COLUMN RIGHT/ CRAIG SHIRLEY;GIVE BUCHANAN AND THE RIGHT THEIR DUE; IF BUSH IS TO SQUELCH THE CHALLENGE, HE MUST FIRST RECOGNIZE ITS SERIOUSNESS AS A THREAT.

While Bush Administration officials and the members of the Republican Establishment downplay the chances of Pat Buchanan in New Hampshire and beyond, GOP primary voters may feel something quite different.

Many in the Bush camp are likening Buchanan to John Ashbrook, saying that, like Ashbrook against Richard Nixon in 1972, Buchanan will go nowhere against Bush. This analogy is wrong and dangerous for Bush because it downplays Buchanan’s chances. If Buchanan exceeds low expectations, he will have done “better than expected.” In politics, perception is reality. Perceptions drive money, volunteers and the type of media your campaign gets.

But more to the point, the analogy is incorrect because Ashbrook was a relatively unknown Ohio congressman. Buchanan has tremendous visibility and recognition among voters.

Furthermore, Nixon had a longstanding relationship with the Republican right, going back to his personal campaign against Alger Hiss. Nixon was chosen as Dwight Eisenhower’s running mate precisely because Ike recognized that he needed to reach out to conservatives.

In 1968, Nixon ran for President as a conservative. And though some conservatives felt betrayed by President Nixon and then by President Ronald Reagan, no conservative primary challenger to either stood a chance because both had longstanding relations with the GOP right. Bush quite simply does not possess the personal relationship with conservative voters that Nixon and Reagan did.
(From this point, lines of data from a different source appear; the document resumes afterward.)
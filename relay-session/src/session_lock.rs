//! Per-session mutual exclusion with weak lifetime (spec.md §4.4), grounded
//! on `runner.py`'s `SessionLockMixin` (a `WeakValueDictionary` of
//! `anyio.Lock`s). Rust has real weak references, so the registry is a
//! `HashMap<String, Weak<Mutex<()>>>` pruned on each lookup rather than the
//! refcounting workaround `spec.md` §9 suggests for languages without them.

use std::collections::HashMap;
use std::sync::{Arc, Mutex as StdMutex};

use tokio::sync::{Mutex as AsyncMutex, OwnedMutexGuard};

use relay_core::ResumeToken;

fn key(token: &ResumeToken) -> String {
    format!("{}:{}", token.engine, token.value)
}

/// Keyed mutual-exclusion table. Two concurrent resumes to the same session
/// serialize; concurrent runs against distinct sessions never block each
/// other (spec.md §4.4, tested by §8 scenario 6).
#[derive(Default)]
pub struct SessionLockRegistry {
    locks: StdMutex<HashMap<String, std::sync::Weak<AsyncMutex<()>>>>,
}

impl SessionLockRegistry {
    pub fn new() -> Self {
        Self::default()
    }

    fn lock_for(&self, token: &ResumeToken) -> Arc<AsyncMutex<()>> {
        let key = key(token);
        let mut locks = self.locks.lock().expect("session lock registry poisoned");
        if let Some(existing) = locks.get(&key).and_then(std::sync::Weak::upgrade) {
            return existing;
        }
        let fresh = Arc::new(AsyncMutex::new(()));
        locks.insert(key, Arc::downgrade(&fresh));
        fresh
    }

    /// Acquires the lock for `token`, awaiting it if another run already
    /// holds it. The returned guard releases the lock (and, once every
    /// other holder has also dropped its guard, the registry entry itself)
    /// on drop.
    pub async fn acquire(&self, token: &ResumeToken) -> OwnedMutexGuard<()> {
        let arc = self.lock_for(token);
        arc.lock_owned().await
    }

    /// Number of live entries, for tests and diagnostics — entries whose
    /// last `Arc` has been dropped aren't counted even if the `HashMap`
    /// slot hasn't been swept yet.
    #[cfg(test)]
    fn live_count(&self) -> usize {
        let locks = self.locks.lock().unwrap();
        locks.values().filter(|w| w.strong_count() > 0).count()
    }
}

#[cfg(test)]
mod tests {
    use super::*;
    use std::time::Duration;

    #[tokio::test]
    async fn same_session_serializes() {
        let registry = Arc::new(SessionLockRegistry::new());
        let token = ResumeToken::new("codex", "abc");

        let order = Arc::new(StdMutex::new(Vec::new()));

        let r1 = registry.clone();
        let t1 = token.clone();
        let o1 = order.clone();
        let h1 = tokio::spawn(async move {
            let _guard = r1.acquire(&t1).await;
            o1.lock().unwrap().push("start1");
            tokio::time::sleep(Duration::from_millis(30)).await;
            o1.lock().unwrap().push("end1");
        });

        tokio::time::sleep(Duration::from_millis(5)).await;

        let r2 = registry.clone();
        let t2 = token.clone();
        let o2 = order.clone();
        let h2 = tokio::spawn(async move {
            let _guard = r2.acquire(&t2).await;
            o2.lock().unwrap().push("start2");
        });

        h1.await.unwrap();
        h2.await.unwrap();

        let order = order.lock().unwrap();
        assert_eq!(order.as_slice(), ["start1", "end1", "start2"]);
    }

    #[tokio::test]
    async fn distinct_sessions_do_not_block() {
        let registry = Arc::new(SessionLockRegistry::new());
        let a = ResumeToken::new("codex", "a");
        let b = ResumeToken::new("codex", "b");

        let guard_a = registry.acquire(&a).await;
        // Must not deadlock: a distinct session's lock is independent.
        let _guard_b = registry.acquire(&b).await;
        drop(guard_a);
    }

    #[tokio::test]
    async fn entry_is_evicted_once_unreferenced() {
        let registry = SessionLockRegistry::new();
        let token = ResumeToken::new("codex", "abc");
        {
            let _guard = registry.acquire(&token).await;
            assert_eq!(registry.live_count(), 1);
        }
        assert_eq!(registry.live_count(), 0);
    }
}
Second, the analogy lacks credibility in terms of the power and the capabilities of the state parties. In 1972, GOP state parties were active, vital organizations that could muster support for Nixon. Today, most state parties are relatively weak and frequently in debt, which affects their ability to turn out volunteers and voters.

Third, in 1972 there was no Federal Election Commission imposing limits on what presidential campaigns could spend. Nixon could spend whatever he needed to “blow away” Ashbrook. Now, everybody must operate under the same limits if they want matching funds from the FEC.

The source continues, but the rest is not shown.